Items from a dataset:
....
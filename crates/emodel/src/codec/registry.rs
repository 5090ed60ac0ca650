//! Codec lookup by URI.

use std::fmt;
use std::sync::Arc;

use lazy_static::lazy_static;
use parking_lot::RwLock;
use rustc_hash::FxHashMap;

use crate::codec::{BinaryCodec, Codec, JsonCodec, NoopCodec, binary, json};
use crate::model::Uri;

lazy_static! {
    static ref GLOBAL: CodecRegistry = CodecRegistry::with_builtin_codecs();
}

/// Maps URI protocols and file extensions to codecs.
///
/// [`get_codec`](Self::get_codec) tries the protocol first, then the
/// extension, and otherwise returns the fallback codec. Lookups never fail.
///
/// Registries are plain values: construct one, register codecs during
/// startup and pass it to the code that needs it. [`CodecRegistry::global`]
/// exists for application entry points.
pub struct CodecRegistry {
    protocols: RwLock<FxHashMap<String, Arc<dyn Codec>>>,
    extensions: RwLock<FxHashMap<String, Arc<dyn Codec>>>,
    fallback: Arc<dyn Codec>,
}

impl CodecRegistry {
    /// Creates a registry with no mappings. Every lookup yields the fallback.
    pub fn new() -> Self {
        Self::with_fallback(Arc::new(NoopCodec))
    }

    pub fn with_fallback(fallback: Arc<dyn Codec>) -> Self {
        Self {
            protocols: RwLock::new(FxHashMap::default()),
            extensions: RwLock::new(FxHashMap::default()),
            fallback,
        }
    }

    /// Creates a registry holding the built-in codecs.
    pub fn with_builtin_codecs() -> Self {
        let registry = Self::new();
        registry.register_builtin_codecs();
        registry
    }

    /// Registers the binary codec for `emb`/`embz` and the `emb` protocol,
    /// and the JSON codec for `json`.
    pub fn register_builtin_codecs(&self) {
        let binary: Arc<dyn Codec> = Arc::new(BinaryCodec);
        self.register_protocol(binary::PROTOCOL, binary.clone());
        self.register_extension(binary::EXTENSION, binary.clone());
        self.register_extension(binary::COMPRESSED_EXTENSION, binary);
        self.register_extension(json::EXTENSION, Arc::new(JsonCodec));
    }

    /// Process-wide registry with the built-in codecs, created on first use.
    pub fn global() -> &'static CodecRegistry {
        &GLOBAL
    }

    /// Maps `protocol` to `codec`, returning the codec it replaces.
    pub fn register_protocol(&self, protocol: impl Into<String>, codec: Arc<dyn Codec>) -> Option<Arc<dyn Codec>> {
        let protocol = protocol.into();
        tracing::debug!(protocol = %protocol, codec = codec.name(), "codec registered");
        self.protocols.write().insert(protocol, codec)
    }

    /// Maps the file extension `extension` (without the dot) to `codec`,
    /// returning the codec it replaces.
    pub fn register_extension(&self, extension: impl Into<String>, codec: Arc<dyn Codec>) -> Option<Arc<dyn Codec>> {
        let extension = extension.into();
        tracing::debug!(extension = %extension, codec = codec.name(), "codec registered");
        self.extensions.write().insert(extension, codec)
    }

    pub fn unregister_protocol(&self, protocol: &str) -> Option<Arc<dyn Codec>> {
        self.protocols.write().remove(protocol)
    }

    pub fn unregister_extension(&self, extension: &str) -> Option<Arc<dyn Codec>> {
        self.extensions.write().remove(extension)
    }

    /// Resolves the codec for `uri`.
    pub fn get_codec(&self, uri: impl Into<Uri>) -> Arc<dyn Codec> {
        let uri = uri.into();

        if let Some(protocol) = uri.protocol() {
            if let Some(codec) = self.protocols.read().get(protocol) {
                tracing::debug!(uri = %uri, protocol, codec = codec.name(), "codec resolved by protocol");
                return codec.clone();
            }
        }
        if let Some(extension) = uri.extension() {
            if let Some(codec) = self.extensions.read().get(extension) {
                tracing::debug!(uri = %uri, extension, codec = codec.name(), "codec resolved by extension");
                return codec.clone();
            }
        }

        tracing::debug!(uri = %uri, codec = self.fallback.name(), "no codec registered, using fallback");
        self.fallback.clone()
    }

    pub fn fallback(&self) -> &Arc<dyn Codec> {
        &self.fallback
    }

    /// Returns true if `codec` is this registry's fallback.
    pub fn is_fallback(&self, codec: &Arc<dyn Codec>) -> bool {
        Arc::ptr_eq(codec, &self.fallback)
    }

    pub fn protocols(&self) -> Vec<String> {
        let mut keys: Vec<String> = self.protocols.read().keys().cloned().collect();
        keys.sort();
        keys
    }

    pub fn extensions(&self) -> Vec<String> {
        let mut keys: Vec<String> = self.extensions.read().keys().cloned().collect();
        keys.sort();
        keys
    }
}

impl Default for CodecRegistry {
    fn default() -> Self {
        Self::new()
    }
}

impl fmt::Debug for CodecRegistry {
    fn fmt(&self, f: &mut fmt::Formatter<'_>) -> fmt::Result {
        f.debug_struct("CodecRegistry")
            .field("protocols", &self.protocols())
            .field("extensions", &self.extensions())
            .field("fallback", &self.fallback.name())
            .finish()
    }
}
....
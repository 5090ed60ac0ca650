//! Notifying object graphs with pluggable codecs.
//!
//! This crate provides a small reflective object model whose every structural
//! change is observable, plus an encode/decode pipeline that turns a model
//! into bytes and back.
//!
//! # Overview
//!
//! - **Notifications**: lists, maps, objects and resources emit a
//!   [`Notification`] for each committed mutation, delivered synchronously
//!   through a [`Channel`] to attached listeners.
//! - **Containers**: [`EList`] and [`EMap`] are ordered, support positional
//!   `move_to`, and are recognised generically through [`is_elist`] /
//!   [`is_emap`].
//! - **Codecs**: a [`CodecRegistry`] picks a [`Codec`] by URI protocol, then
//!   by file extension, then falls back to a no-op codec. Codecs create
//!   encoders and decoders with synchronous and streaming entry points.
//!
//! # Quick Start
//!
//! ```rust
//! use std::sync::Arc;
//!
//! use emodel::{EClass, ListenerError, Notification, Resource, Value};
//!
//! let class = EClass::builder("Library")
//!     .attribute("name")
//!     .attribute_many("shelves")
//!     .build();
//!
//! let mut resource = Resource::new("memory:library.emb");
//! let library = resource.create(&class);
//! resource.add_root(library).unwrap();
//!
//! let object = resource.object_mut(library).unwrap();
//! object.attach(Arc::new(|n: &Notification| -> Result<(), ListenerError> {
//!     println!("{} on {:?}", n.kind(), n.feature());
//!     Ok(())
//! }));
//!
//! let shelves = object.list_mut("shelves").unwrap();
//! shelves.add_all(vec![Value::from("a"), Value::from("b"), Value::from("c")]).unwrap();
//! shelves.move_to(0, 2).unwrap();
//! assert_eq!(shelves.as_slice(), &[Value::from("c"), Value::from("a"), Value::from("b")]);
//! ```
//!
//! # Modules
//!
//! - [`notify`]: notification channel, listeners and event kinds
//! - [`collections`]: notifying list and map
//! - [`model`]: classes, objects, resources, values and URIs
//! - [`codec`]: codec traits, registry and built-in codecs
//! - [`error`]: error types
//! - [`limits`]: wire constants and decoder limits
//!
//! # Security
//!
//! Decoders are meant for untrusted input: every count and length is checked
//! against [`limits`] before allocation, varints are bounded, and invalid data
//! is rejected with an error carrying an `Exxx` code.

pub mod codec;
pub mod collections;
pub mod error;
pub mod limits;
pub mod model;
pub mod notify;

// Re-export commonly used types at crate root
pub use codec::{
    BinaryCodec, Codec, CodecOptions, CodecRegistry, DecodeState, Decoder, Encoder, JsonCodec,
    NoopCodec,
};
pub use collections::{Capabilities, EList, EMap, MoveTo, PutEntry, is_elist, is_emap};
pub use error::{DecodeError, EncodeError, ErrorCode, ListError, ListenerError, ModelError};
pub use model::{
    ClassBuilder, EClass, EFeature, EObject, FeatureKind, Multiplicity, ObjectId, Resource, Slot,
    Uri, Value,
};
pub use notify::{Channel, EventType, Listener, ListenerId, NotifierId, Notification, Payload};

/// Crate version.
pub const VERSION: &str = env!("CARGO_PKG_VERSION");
....
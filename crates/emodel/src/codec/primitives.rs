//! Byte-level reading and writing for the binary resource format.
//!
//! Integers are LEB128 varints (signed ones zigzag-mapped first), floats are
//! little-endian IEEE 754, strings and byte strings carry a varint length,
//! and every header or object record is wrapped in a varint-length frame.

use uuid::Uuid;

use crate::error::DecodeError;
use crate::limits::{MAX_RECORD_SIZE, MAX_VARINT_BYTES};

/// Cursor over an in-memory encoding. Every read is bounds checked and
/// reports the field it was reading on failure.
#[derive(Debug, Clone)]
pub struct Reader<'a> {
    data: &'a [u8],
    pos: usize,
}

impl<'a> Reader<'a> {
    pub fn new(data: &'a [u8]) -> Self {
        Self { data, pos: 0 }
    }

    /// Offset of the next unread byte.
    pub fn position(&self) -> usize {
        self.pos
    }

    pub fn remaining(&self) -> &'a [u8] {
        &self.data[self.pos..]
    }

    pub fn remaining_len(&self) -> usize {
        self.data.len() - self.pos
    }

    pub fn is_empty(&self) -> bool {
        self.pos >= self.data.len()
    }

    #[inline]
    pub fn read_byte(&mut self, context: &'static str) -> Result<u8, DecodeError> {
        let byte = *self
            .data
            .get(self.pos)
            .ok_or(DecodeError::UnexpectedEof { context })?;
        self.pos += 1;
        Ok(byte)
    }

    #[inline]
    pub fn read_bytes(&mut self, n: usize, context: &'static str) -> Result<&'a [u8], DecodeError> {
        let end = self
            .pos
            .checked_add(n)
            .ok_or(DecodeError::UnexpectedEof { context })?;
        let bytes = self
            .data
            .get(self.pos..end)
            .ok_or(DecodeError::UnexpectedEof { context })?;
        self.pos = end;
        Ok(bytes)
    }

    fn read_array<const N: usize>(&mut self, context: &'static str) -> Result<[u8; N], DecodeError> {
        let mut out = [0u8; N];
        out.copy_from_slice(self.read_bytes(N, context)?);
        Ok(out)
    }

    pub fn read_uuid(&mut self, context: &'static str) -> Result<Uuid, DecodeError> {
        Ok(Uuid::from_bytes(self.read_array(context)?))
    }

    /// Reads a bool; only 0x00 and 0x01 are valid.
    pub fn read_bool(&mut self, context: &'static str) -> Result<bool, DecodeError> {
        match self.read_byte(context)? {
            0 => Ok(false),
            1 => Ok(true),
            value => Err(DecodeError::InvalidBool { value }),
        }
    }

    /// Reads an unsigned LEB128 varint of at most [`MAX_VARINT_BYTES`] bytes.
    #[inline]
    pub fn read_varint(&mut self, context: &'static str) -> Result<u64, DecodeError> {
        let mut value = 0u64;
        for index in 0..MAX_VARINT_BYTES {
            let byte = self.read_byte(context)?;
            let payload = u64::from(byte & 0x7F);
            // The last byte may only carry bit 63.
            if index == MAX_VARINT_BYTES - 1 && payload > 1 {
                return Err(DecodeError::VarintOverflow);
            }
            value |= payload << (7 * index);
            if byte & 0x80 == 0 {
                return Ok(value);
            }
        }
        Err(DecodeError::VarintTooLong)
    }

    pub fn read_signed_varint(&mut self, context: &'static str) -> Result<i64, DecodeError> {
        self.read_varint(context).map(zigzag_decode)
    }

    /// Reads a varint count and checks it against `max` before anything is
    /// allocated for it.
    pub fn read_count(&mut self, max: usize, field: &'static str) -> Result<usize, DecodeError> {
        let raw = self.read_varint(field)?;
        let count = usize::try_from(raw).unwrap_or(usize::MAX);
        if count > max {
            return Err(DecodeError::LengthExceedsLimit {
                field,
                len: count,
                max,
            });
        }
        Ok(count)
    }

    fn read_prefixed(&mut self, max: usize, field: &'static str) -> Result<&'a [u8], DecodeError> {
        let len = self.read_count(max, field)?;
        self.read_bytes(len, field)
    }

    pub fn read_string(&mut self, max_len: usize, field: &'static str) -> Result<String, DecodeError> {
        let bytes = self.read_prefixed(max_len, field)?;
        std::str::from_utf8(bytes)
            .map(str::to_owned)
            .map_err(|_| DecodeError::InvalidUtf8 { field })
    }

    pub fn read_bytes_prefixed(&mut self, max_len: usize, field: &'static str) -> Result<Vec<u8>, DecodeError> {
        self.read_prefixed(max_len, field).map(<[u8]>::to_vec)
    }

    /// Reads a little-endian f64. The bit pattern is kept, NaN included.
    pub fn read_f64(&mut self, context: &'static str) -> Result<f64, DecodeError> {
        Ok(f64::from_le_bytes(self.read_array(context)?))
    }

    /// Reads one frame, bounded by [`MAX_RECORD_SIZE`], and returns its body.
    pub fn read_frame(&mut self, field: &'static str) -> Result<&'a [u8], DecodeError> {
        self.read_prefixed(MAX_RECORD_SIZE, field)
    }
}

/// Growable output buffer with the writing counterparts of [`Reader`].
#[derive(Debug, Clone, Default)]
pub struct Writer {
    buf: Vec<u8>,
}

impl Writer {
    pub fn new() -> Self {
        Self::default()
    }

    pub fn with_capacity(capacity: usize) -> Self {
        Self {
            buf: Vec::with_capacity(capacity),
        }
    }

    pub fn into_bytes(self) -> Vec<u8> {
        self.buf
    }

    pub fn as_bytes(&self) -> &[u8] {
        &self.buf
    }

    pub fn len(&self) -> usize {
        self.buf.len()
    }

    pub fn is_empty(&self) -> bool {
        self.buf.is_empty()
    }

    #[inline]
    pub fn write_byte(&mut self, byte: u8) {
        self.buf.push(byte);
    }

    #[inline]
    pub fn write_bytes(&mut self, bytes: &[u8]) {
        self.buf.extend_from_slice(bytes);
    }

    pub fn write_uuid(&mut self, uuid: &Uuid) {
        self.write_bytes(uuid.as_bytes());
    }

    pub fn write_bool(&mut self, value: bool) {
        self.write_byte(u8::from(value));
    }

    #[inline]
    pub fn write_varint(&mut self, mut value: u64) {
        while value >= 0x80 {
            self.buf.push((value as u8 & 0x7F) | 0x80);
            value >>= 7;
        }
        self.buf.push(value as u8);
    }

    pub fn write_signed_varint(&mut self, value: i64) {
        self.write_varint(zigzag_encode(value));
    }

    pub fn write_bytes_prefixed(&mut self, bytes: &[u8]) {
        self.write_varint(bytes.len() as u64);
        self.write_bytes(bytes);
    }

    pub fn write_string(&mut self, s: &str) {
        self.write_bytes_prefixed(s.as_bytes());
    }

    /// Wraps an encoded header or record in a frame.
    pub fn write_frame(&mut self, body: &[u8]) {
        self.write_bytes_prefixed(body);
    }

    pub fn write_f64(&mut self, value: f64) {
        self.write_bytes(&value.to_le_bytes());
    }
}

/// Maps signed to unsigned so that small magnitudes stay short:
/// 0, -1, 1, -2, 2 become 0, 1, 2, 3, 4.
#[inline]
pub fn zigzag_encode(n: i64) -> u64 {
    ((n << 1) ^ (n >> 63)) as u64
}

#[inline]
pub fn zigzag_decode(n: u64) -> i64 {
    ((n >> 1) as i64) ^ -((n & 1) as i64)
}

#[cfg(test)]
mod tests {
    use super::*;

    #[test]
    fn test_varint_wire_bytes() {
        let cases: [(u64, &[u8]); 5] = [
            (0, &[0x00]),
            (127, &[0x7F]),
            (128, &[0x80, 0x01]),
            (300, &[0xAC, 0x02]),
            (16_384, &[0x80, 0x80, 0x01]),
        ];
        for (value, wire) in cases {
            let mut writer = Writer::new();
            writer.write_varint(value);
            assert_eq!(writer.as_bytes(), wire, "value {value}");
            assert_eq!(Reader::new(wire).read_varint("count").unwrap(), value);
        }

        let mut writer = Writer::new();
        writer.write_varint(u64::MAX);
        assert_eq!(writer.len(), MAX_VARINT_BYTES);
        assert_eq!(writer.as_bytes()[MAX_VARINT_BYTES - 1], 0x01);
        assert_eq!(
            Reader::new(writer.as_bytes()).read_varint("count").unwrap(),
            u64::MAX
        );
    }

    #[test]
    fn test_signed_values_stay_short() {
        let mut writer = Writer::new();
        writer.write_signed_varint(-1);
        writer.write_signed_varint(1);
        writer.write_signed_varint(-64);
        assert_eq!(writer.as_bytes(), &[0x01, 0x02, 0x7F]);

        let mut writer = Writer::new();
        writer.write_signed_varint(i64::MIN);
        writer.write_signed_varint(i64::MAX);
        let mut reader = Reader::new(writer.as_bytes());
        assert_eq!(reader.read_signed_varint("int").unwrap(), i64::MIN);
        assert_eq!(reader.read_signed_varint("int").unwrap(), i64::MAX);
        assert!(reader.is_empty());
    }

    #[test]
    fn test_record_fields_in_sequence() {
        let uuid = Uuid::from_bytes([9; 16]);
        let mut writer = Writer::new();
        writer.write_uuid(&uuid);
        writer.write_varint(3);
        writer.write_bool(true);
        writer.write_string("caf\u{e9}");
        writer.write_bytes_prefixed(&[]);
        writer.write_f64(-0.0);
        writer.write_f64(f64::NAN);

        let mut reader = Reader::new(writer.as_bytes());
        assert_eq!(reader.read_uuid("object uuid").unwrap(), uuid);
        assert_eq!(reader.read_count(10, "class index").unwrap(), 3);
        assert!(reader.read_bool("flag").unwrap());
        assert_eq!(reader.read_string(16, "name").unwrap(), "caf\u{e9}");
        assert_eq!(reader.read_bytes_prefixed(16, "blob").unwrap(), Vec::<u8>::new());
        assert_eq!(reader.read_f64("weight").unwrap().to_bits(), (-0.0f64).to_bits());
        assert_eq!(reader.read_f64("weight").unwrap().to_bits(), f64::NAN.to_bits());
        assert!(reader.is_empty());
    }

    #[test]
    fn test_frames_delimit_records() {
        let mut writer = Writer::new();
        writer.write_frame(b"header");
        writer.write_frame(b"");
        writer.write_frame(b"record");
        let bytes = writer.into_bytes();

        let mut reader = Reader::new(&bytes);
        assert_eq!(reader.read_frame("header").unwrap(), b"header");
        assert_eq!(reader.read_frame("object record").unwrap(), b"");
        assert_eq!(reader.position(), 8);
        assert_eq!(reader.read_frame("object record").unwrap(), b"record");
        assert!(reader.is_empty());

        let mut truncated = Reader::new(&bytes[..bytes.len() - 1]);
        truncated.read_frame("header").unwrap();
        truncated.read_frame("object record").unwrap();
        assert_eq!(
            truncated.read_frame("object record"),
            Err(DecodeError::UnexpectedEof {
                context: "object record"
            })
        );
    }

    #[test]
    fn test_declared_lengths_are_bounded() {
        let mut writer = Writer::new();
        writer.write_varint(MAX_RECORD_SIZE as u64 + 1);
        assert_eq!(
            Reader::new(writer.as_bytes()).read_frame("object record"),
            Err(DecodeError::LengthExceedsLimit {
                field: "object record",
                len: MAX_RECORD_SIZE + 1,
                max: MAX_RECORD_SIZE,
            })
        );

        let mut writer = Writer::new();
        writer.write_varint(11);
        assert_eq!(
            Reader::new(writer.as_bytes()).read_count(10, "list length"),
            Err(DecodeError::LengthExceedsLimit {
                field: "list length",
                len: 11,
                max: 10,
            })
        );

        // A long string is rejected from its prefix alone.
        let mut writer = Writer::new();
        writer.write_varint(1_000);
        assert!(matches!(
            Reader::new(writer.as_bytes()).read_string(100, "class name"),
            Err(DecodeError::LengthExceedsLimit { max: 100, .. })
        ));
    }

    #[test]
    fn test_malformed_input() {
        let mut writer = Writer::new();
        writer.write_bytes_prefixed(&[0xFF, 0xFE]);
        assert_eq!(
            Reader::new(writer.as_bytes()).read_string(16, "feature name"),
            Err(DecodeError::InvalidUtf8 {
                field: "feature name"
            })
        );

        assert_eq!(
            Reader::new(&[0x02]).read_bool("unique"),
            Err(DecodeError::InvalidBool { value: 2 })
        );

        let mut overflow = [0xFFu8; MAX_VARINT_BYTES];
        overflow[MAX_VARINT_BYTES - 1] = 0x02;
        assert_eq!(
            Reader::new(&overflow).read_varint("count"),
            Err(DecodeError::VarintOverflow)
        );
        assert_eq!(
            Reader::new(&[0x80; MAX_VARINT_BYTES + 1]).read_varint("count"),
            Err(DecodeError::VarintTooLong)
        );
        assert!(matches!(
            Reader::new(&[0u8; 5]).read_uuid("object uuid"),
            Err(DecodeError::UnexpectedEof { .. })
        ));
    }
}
....
**Task description:** In the records above, the line with "pub fn register_protocol(&self, protocol: impl" marks the start and the line with "if let Some(extension)" marks the end; copy that stretch exactly, both lines included, and nothing else.

**Solution for this problem:**
    pub fn register_protocol(&self, protocol: impl Into<String>, codec: Arc<dyn Codec>) -> Option<Arc<dyn Codec>> {
        let protocol = protocol.into();
        tracing::debug!(protocol = %protocol, codec = codec.name(), "codec registered");
        self.protocols.write().insert(protocol, codec)
    }

    /// Maps the file extension `extension` (without the dot) to `codec`,
    /// returning the codec it replaces.
    pub fn register_extension(&self, extension: impl Into<String>, codec: Arc<dyn Codec>) -> Option<Arc<dyn Codec>> {
        let extension = extension.into();
        tracing::debug!(extension = %extension, codec = codec.name(), "codec registered");
        self.extensions.write().insert(extension, codec)
    }

    pub fn unregister_protocol(&self, protocol: &str) -> Option<Arc<dyn Codec>> {
        self.protocols.write().remove(protocol)
    }

    pub fn unregister_extension(&self, extension: &str) -> Option<Arc<dyn Codec>> {
        self.extensions.write().remove(extension)
    }

    /// Resolves the codec for `uri`.
    pub fn get_codec(&self, uri: impl Into<Uri>) -> Arc<dyn Codec> {
        let uri = uri.into();

        if let Some(protocol) = uri.protocol() {
            if let Some(codec) = self.protocols.read().get(protocol) {
                tracing::debug!(uri = %uri, protocol, codec = codec.name(), "codec resolved by protocol");
                return codec.clone();
            }
        }
        if let Some(extension) = uri.extension() {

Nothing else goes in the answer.